9.3.4 Subroutines in PASM
As in other languages, you can define a subroutine when there is code that is often repeated or simply to keep your code modular and organized. In this case, I define two subroutines: GET_SAMPLE and HANDLE_SAMP0.
Subroutines are defined by enclosing them between two labels: SUBROUTINE_NAME and SUBROUTINE_NAME_ret. In addition, the second label (SUBROUTINE_NAME_ret) should be immediately followed by the PASM instruction ret. There are no formal arguments or parameters for the subroutine. Rather, the subroutine is in the same scope as the calling code. All variables are available and can be read and modified. Therefore, it is important to be clear on which variables are needed by the subroutine and which are modified. In Listing 9-5, I show the GET_SAMPLE and HANDLE_SAMP0 subroutines. The comments at the start show which variables are read and which are modified.
Examples of subroutines, with comments showing variables that are used and modified
GET_SAMPLE is straightforward. It reads a long from the current index of sampBuf (initially 0) and increments the index to point at the next value in sampsBuf.

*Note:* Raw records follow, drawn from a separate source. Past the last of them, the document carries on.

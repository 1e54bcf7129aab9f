use anyhow::{Context, Result};
use ledger_core::{Block, Chain, Transaction, TransactionPool, Wallet};
use ledger_p2p::Broadcast;
use std::sync::{Arc, Mutex, PoisonError};
use tracing::info;

/// Runs one mining round: pool → reward → proof-of-work → gossip → clear.
pub struct Miner<B: Broadcast> {
    chain: Chain,
    pool: Arc<dyn TransactionPool>,
    wallet: Arc<Mutex<Wallet>>,
    blockchain_wallet: Wallet,
    p2p: Arc<B>,
}

impl<B: Broadcast> Miner<B> {
    pub fn new(
        chain: Chain,
        pool: Arc<dyn TransactionPool>,
        wallet: Arc<Mutex<Wallet>>,
        p2p: Arc<B>,
    ) -> Result<Self> {
        Ok(Self {
            chain,
            pool,
            wallet,
            blockchain_wallet: Wallet::blockchain_wallet()?,
            p2p,
        })
    }

    /// Mine the pool's valid transactions plus a reward into a new block.
    ///
    /// The search runs on a blocking worker and gives up with
    /// `LedgerError::MiningInterrupted` if a longer chain is adopted at any
    /// point after the round started; the pool is left untouched and nothing
    /// is broadcast in that case.
    pub async fn mine(&self) -> Result<Block> {
        let started = self.chain.generation();
        let mut data = self.pool.valid_transactions();
        let reward = {
            let wallet = self.wallet.lock().unwrap_or_else(PoisonError::into_inner);
            Transaction::reward_transaction(&wallet, &self.blockchain_wallet)?
        };
        data.push(reward);

        let chain = self.chain.clone();
        let block =
            tokio::task::spawn_blocking(move || chain.add_block_cancellable(data, started))
                .await
                .context("mining task failed")??;
        info!(
            hash = %block.hash,
            difficulty = block.difficulty,
            nonce = block.nonce,
            txs = block.data.len(),
            "mined block"
        );

        self.p2p.sync_chains();
        self.pool.clear();
        self.p2p.broadcast_clear_transactions();
        Ok(block)
    }
}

HANDLE_ SAMP0 takes that sample and writes the low 3 bytes back to packBuf. The following sequence is like a repeat 3 in Spin or a for loop in C. Set r0 to the number of times you want to loop and, at the end of the loop, decrement it by 1 and test for when it is equal to 0 (djnz r0, #:s0loop says “decrement r0 and jump to s0loop if r0 is not zero”). After three times, the loop terminates, and the instructions following djnz are executed.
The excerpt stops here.